There's no shortage of companies that want to figure out a way to partner with us. The key to success is focus and execution and choosing which opportunities make sense.

As your number of partners has grown, how have you had to change internally, in terms of creating more tiers for your partner program or more benefits for those willing to make a more significant investment?

We launched in Q2 a tiered partner program with Elite, Premier and Regular partners. With that comes a number of benefits. Elite partners get the best support, SLAs, more MDF, training, dedicated account and marketing managers. Premier [partners] get similar [benefits] but not at the same scale. What we've created is working extremely well. We've seen phenomenal results, with two quarters in place.

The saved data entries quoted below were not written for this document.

//! Text formatting of quantities.
//!
//! The [`Display`] implementation of [`Quantity`] writes `"<magnitude> <symbol>"` using the
//! shortest representation of the magnitude that parses back to the same `f64`, which makes it the
//! inverse of [`Quantity::parse`](crate::Quantity::parse). The standard precision, sign, width,
//! fill and alignment flags are honored, and [`LowerExp`] / [`UpperExp`] are implemented as well:
//!
//! ```
//! use qty_units::{Length, LengthUnit};
//!
//! let q = Length::new(1500.0, LengthUnit::Meter);
//! assert_eq!(q.to_string(), "1500 m");
//! assert_eq!(format!("{:.2}", q), "1500.00 m");
//! assert_eq!(format!("{:e}", q), "1.5e3 m");
//! assert_eq!(format!("{:>10}", q), "    1500 m");
//! ```
//!
//! Further customization is available through [`FormatOptions`] and [`Quantity::format`].

use crate::{convert::Unit, quantity::Quantity};
use std::fmt::{self, Alignment, Display, Formatter, LowerExp, UpperExp, Write};

/// Formatting options for quantities.
#[derive(Debug, Default, Clone, Copy, PartialEq, Eq)]
pub struct FormatOptions {
    /// How to format the magnitude.
    pub number: NumberFormat,

    /// Which suffix notation to use for scientific notation.
    ///
    /// This option is ignored if the magnitude is not formatted in scientific notation.
    pub scientific: Scientific,

    /// The number of fractional digits to show. If [`None`], the shortest representation that
    /// round-trips through parsing is used.
    ///
    /// In scientific notation, this is the number of fractional digits of the mantissa.
    pub precision: Option<usize>,

    /// Whether to display separators for large numbers.
    ///
    /// Separators are only inserted in decimal notation. Output formatted with separators cannot
    /// be parsed back into a quantity.
    pub separators: Separator,
}

impl FormatOptions {
    /// Wraps the given [`FormatOptions`] into a builder for further customization.
    pub fn into_builder(self) -> FormatOptionsBuilder {
        FormatOptionsBuilder(self)
    }
}

/// The different ways to format a magnitude.
#[derive(Debug, Default, Clone, Copy, PartialEq, Eq)]
pub enum NumberFormat {
    /// Formats the magnitude in decimal notation, regardless of its size.
    ///
    /// This is the default option, and the format used by [`Display`].
    #[default]
    Plain,

    /// Chooses between decimal and scientific notation based on the magnitude.
    ///
    /// Nonzero magnitudes in the ranges `[-1e-6, 1e-6]` U `[-inf, -1e+12] U [1e+12, inf]` are
    /// represented in scientific notation, while all other magnitudes are formatted in decimal
    /// notation.
    Auto,

    /// Formats the magnitude in scientific notation.
    ///
    /// The formatting of this option can be further customized using the [`scientific`] option in
    /// the [`FormatOptions`] struct.
    ///
    /// [`scientific`]: FormatOptions::scientific
    Scientific,
}

/// The different ways to format the suffix of scientific notation.
#[derive(Debug, Default, Clone, Copy, PartialEq, Eq)]
pub enum Scientific {
    /// Uses `e` to denote the exponent, as in `1.5e3`. This is the notation Rust uses, so the
    /// output can be parsed back into a quantity.
    ///
    /// This is the default option.
    #[default]
    E,

    /// Uses the suffix `× 10^` to denote the exponent, as in `1.5 × 10^3`.
    ///
    /// This formatting option includes a non-ASCII `×` character.
    Times,
}

/// Whether to display separators for large numbers.
#[derive(Debug, Default, Clone, Copy, PartialEq, Eq)]
pub enum Separator {
    /// Always display separators. For example, _one million_ meters is rendered with commas as
    /// `1,000,000 m`.
    Always,

    /// Never display separators.
    ///
    /// This is the default option.
    #[default]
    Never,
}

/// Helper struct to build a [`FormatOptions`] struct.
#[derive(Debug, Default, Clone, Copy, PartialEq, Eq)]
pub struct FormatOptionsBuilder(FormatOptions);

impl FormatOptionsBuilder {
    /// Creates a new builder with the default options.
    pub fn new() -> Self {
        Self::default()
    }

    /// Sets the number format. See [`NumberFormat`] for more information.
    pub fn number(mut self, number: NumberFormat) -> Self {
        self.0.number = number;
        self
    }

    /// Sets the scientific notation suffix. See [`Scientific`] for more information.
    pub fn scientific(mut self, scientific: Scientific) -> Self {
        self.0.scientific = scientific;
        self
    }

    /// Sets the number of fractional digits to show. See [`FormatOptions::precision`].
    pub fn precision(mut self, precision: Option<usize>) -> Self {
        self.0.precision = precision;
        self
    }

    /// Sets whether to display separators for large numbers. See [`Separator`] for more
    /// information.
    pub fn separators(mut self, separators: Separator) -> Self {
        self.0.separators = separators;
        self
    }

    /// Builds the [`FormatOptions`] struct.
    pub fn build(self) -> FormatOptions {
        self.0
    }
}

/// Returns true if the given magnitude is small or large enough that [`NumberFormat::Auto`]
/// should format it in scientific notation.
fn should_use_scientific(n: f64) -> bool {
    let abs = n.abs();
    n != 0.0 && n.is_finite() && (abs <= 1e-6 || abs >= 1e+12)
}

/// Inserts separators in a string representing an unsigned integer / float.
fn insert_separators(s: &mut String) {
    let decimal = s.find('.').unwrap_or(s.len());
    s.reserve(s.len() / 3);

    // go backwards from the decimal point so that earlier insertions don't shift later indices
    let mut i = decimal.saturating_sub(3);
    while i > 0 {
        s.insert(i, ',');
        i = i.saturating_sub(3);
    }
}

/// Formats a magnitude in decimal notation.
fn fmt_decimal(f: &mut Formatter<'_>, n: f64, precision: Option<usize>, separators: Separator) -> fmt::Result {
    let mut s = match precision {
        Some(precision) => format!("{:.*}", precision, n.abs()),
        None => format!("{}", n.abs()),
    };

    if separators == Separator::Always && n.is_finite() {
        insert_separators(&mut s);
    }

    // NaN has no meaningful sign
    let sign = if n.is_sign_negative() && !n.is_nan() { "-" } else { "" };
    write!(f, "{}{}", sign, s)
}

/// Formats a magnitude in scientific notation.
fn fmt_scientific(f: &mut Formatter<'_>, n: f64, precision: Option<usize>, suffix: Scientific) -> fmt::Result {
    let s = match precision {
        Some(precision) => format!("{:.*e}", precision, n),
        None => format!("{:e}", n),
    };

    match (suffix, s.split_once('e')) {
        (Scientific::Times, Some((mantissa, exponent))) => write!(f, "{} × 10^{}", mantissa, exponent),
        // `E` notation, or a non-finite value, which has no exponent
        _ => write!(f, "{}", s),
    }
}

/// Formats a magnitude according to the given options.
fn fmt_number(f: &mut Formatter<'_>, n: f64, options: FormatOptions) -> fmt::Result {
    let scientific = match options.number {
        NumberFormat::Plain => false,
        NumberFormat::Auto => should_use_scientific(n),
        NumberFormat::Scientific => n.is_finite(),
    };

    if scientific {
        fmt_scientific(f, n, options.precision, options.scientific)
    } else {
        fmt_decimal(f, n, options.precision, options.separators)
    }
}

/// Formatter for a [`Quantity`], created by [`Quantity::format`].
#[derive(Debug, Clone, Copy)]
pub struct QuantityFormatter<'a, U> {
    /// The quantity to format.
    pub quantity: &'a Quantity<U>,

    /// The options to use when formatting.
    pub options: FormatOptions,
}

impl<U: Unit> Display for QuantityFormatter<'_, U> {
    fn fmt(&self, f: &mut Formatter<'_>) -> fmt::Result {
        fmt_number(f, self.quantity.value(), self.options)?;
        write!(f, " {}", self.quantity.unit().symbol())
    }
}

impl<U: Unit> Quantity<U> {
    /// Returns a formatter that formats this quantity with the given options.
    ///
    /// ```
    /// use qty_units::{fmt::{FormatOptionsBuilder, NumberFormat, Scientific}, Power, PowerUnit};
    ///
    /// let options = FormatOptionsBuilder::new()
    ///     .number(NumberFormat::Scientific)
    ///     .scientific(Scientific::Times)
    ///     .build();
    /// let q = Power::new(2500.0, PowerUnit::Watt);
    /// assert_eq!(q.format(options).to_string(), "2.5 × 10^3 W");
    /// ```
    pub fn format(&self, options: FormatOptions) -> QuantityFormatter<'_, U> {
        QuantityFormatter { quantity: self, options }
    }
}

/// Writes `"<number> <symbol>"` as a whole, honoring the sign, width, fill and alignment flags of
/// `f`. Text is left-aligned unless requested otherwise.
fn write_padded(f: &mut Formatter<'_>, value: f64, number: &str, symbol: &str) -> fmt::Result {
    let sign = if f.sign_plus() && value.is_sign_positive() && !value.is_nan() { "+" } else { "" };
    let s = format!("{}{} {}", sign, number, symbol);

    let len = s.chars().count();
    let padding = match f.width() {
        Some(width) if width > len => width - len,
        _ => return f.write_str(&s),
    };
    let (before, after) = match f.align() {
        Some(Alignment::Right) => (padding, 0),
        Some(Alignment::Center) => (padding / 2, padding - padding / 2),
        Some(Alignment::Left) | None => (0, padding),
    };

    let fill = f.fill();
    for _ in 0..before {
        f.write_char(fill)?;
    }
    f.write_str(&s)?;
    for _ in 0..after {
        f.write_char(fill)?;
    }
    Ok(())
}

impl<U: Unit> Display for Quantity<U> {
    fn fmt(&self, f: &mut Formatter<'_>) -> fmt::Result {
        let number = match f.precision() {
            Some(precision) => format!("{:.*}", precision, self.value()),
            None => self.value().to_string(),
        };
        write_padded(f, self.value(), &number, self.unit().symbol())
    }
}

impl<U: Unit> LowerExp for Quantity<U> {
    fn fmt(&self, f: &mut Formatter<'_>) -> fmt::Result {
        let number = match f.precision() {
            Some(precision) => format!("{:.*e}", precision, self.value()),
            None => format!("{:e}", self.value()),
        };
        write_padded(f, self.value(), &number, self.unit().symbol())
    }
}

impl<U: Unit> UpperExp for Quantity<U> {
    fn fmt(&self, f: &mut Formatter<'_>) -> fmt::Result {
        let number = match f.precision() {
            Some(precision) => format!("{:.*E}", precision, self.value()),
            None => format!("{:E}", self.value()),
        };
        write_padded(f, self.value(), &number, self.unit().symbol())
    }
}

NEXT: Don't Be The Low-Cost Leader In those two quarters, from which group are you seeing the most growth?

The number of partners that has reached Elite has doubled that since the program began. We see partners investing to get into the top tier. We've seen Premier grow by more than 50 percent. I think about 70 percent of our partner program revenue has been generated by those two groups.

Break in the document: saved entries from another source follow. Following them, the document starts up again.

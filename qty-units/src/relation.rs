//! Dimensional relations between quantity types.
//!
//! A relation combines two quantities of (usually) different types into a third, such as
//! `Mass × Acceleration = Force`. Each relation is exposed in two ways:
//!
//! - as an operator implementation on the quantity types themselves, so that `mass * acceleration`
//!   has type [`Force`];
//! - as a [`Relation`] record in [`RELATIONS`], which describes the relation at runtime and can
//!   check it for dimensional consistency.
//!
//! Both operands are reduced to their base values, and the result is always expressed in the base
//! unit of the output type:
//!
//! ```
//! use qty_units::{Acceleration, AccelerationUnit, Force, ForceUnit, Mass, MassUnit};
//!
//! let mass = Mass::new(2.0, MassUnit::Kilogram);
//! let acceleration = Acceleration::new(3.0, AccelerationUnit::MeterPerSecondSquared);
//! let force = mass * acceleration;
//! assert_eq!(force, Force::new(6.0, ForceUnit::Newton));
//! assert_eq!(force.unit(), ForceUnit::Newton);
//! ```

use crate::{convert::QuantityInfo, quantity::Quantity, unit::*};
use std::{fmt::{self, Display, Formatter}, ops::{Div, Mul}};

/// The operator of a [`Relation`].
#[derive(Clone, Copy, Debug, PartialEq, Eq, Hash)]
pub enum Operator {
    /// Multiplication, `lhs × rhs`.
    Mul,

    /// Division, `lhs ÷ rhs`.
    Div,
}

impl Operator {
    /// Applies the operator to two base values.
    pub fn apply(self, lhs: f64, rhs: f64) -> f64 {
        match self {
            Operator::Mul => lhs * rhs,
            Operator::Div => lhs / rhs,
        }
    }

    /// The symbol used when displaying the operator.
    pub fn symbol(self) -> &'static str {
        match self {
            Operator::Mul => "×",
            Operator::Div => "÷",
        }
    }
}

impl Display for Operator {
    fn fmt(&self, f: &mut Formatter<'_>) -> fmt::Result {
        write!(f, "{}", self.symbol())
    }
}

/// A relation `lhs operator rhs = output` between three quantity types.
#[derive(Clone, Copy, Debug, PartialEq, Eq, Hash)]
pub struct Relation {
    /// The quantity type of the left operand.
    pub lhs: &'static QuantityInfo,

    /// The operator combining the operands.
    pub operator: Operator,

    /// The quantity type of the right operand.
    pub rhs: &'static QuantityInfo,

    /// The quantity type of the result.
    pub output: &'static QuantityInfo,
}

impl Relation {
    /// Computes the base value of the output from the base values of the operands.
    pub fn apply(&self, lhs_base: f64, rhs_base: f64) -> f64 {
        self.operator.apply(lhs_base, rhs_base)
    }

    /// Returns true if the dimension of the output is the product / quotient of the dimensions of
    /// the operands.
    pub fn is_consistent(&self) -> bool {
        let expected = match self.operator {
            Operator::Mul => self.lhs.dimension.multiply(&self.rhs.dimension),
            Operator::Div => self.lhs.dimension.divide(&self.rhs.dimension),
        };
        expected == Some(self.output.dimension)
    }
}

impl Display for Relation {
    fn fmt(&self, f: &mut Formatter<'_>) -> fmt::Result {
        write!(f, "{} {} {} = {}", self.lhs.name, self.operator, self.rhs.name, self.output.name)
    }
}

/// Finds the relation with the given operand quantity types, by name.
///
/// ```
/// use qty_units::relation::{find, Operator};
///
/// let relation = find("Force", Operator::Div, "Mass").unwrap();
/// assert_eq!(relation.output.name, "Acceleration");
/// ```
pub fn find(lhs: &str, operator: Operator, rhs: &str) -> Option<&'static Relation> {
    RELATIONS.iter()
        .find(|relation| relation.lhs.name == lhs && relation.operator == operator && relation.rhs.name == rhs)
}

/// Generates the operator implementation and the [`Relation`] record of each relation.
macro_rules! relations {
    (@impl $lhs:ident * $rhs:ident = $output:ident) => {
        impl Mul<$rhs> for $lhs {
            type Output = $output;

            fn mul(self, rhs: $rhs) -> $output {
                Quantity::from_base(Operator::Mul.apply(self.base_value(), rhs.base_value()))
            }
        }
    };
    (@impl $lhs:ident / $rhs:ident = $output:ident) => {
        impl Div<$rhs> for $lhs {
            type Output = $output;

            fn div(self, rhs: $rhs) -> $output {
                Quantity::from_base(Operator::Div.apply(self.base_value(), rhs.base_value()))
            }
        }
    };
    (@op *) => { Operator::Mul };
    (@op /) => { Operator::Div };
    ($($lhs:ident $op:tt $rhs:ident = $output:ident),* $(,)?) => {
        $(
            relations!(@impl $lhs $op $rhs = $output);
        )*

        /// Every relation with an operator implementation, in declaration order.
        pub static RELATIONS: &[Relation] = &[
            $(
                Relation {
                    lhs: &$lhs::INFO,
                    operator: relations!(@op $op),
                    rhs: &$rhs::INFO,
                    output: &$output::INFO,
                },
            )*
        ];
    };
}

relations! {
    // F = m·a
    Mass * Acceleration = Force,
    Acceleration * Mass = Force,
    Force / Mass = Acceleration,
    Force / Acceleration = Mass,

    // mass flow
    MassFlowRate * Time = Mass,
    Time * MassFlowRate = Mass,
    Mass / Time = MassFlowRate,
    Mass / MassFlowRate = Time,

    // rotation
    AngularVelocity * Time = Angle,
    Time * AngularVelocity = Angle,
    Angle / Time = AngularVelocity,
    Angle / AngularVelocity = Time,
    AngularAcceleration * Time = AngularVelocity,
    Time * AngularAcceleration = AngularVelocity,
    AngularVelocity / Time = AngularAcceleration,
    AngularVelocity / AngularAcceleration = Time,
    Angle * Frequency = AngularVelocity,
    Frequency * Angle = AngularVelocity,

    // geometry
    Length * Length = Area,
    Area * Length = Volume,
    Length * Area = Volume,
    Area / Length = Length,
    Volume / Area = Length,
    Volume / Length = Area,

    // kinematics
    Speed * Time = Length,
    Time * Speed = Length,
    Length / Time = Speed,
    Length / Speed = Time,
    Acceleration * Time = Speed,
    Time * Acceleration = Speed,
    Speed / Time = Acceleration,
    Speed / Acceleration = Time,

    // work, energy and power
    Force * Length = Energy,
    Length * Force = Energy,
    Energy / Length = Force,
    Energy / Force = Length,
    Power * Time = Energy,
    Time * Power = Energy,
    Energy / Time = Power,
    Energy / Power = Time,
    Force * Speed = Power,
    Speed * Force = Power,
    Power / Speed = Force,
    Power / Force = Speed,
    Torque / Length = Force,
    Torque / Force = Length,

    // pressure
    Pressure * Area = Force,
    Area * Pressure = Force,
    Force / Area = Pressure,
    Force / Pressure = Area,
    Pressure * Volume = Energy,
    Volume * Pressure = Energy,
    Energy / Volume = Pressure,

    // electricity
    ElectricCurrent * ElectricResistance = ElectricPotential,
    ElectricResistance * ElectricCurrent = ElectricPotential,
    ElectricPotential / ElectricCurrent = ElectricResistance,
    ElectricPotential / ElectricResistance = ElectricCurrent,
    ElectricPotential * ElectricCurrent = Power,
    ElectricCurrent * ElectricPotential = Power,
    Power / ElectricCurrent = ElectricPotential,
    Power / ElectricPotential = ElectricCurrent,

    // density and flow
    Density * Volume = Mass,
    Volume * Density = Mass,
    Mass / Volume = Density,
    Mass / Density = Volume,
    VolumeFlow * Time = Volume,
    Time * VolumeFlow = Volume,
    Volume / Time = VolumeFlow,
    Volume / VolumeFlow = Time,
}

We also are there trying to come up with a strategy to progress Regular partners. One thing I don't believe, which you see at traditional companies, is every company trying to activate 80 percent of their partners and saying they can't do it. I talk to a lot of other channel chiefs who say they have to spend all their time on the top 10 or 20 percent and the rest is trickle. I don't think that's true. With advancements in sales marketing automation and analytics I think there are ways that we can activate the 80 or 90 percent of the channel in a one-to-many fashion that will yield success. We are constantly working on that, and we have some exciting things in the work to launch in the next few quarters that will accelerate that.

What advice do you have for partners in terms of how to position themselves for the future? How do they market business value as opposed to technology?

The advice I give people is they really need to understand their customers. Too many people think of business short term. Have specific goals. What are your growth expectations? Provide meaningful value to people and be a resource and a source of knowledge and expertise. You can build a successful business. You can provide business value. MSPs providing a solution based on cost is a losing battle. It becomes a high-volume, low-margin business. That is not a good recipe for building successful companies.

Look at the Fortune 100 companies. Very, very few, if any, are low-cost commodity leaders. Look at Apple. They are the most successful company, have the largest market [capitalization] in the world. They are definitely not the below-cost leader. You could buy a laptop for a quarter of the price of a Mac. A [tablet] is half the price of an [iPad]. You can get a phone for free from many companies. They deliver value and you feel good when you use it. They service your needs, and it gives you a delightful experience. They have the volume, margins and revenue that outstrips anyone. Think of your business that way. Think of the way you provide solutions rather than provide technologies.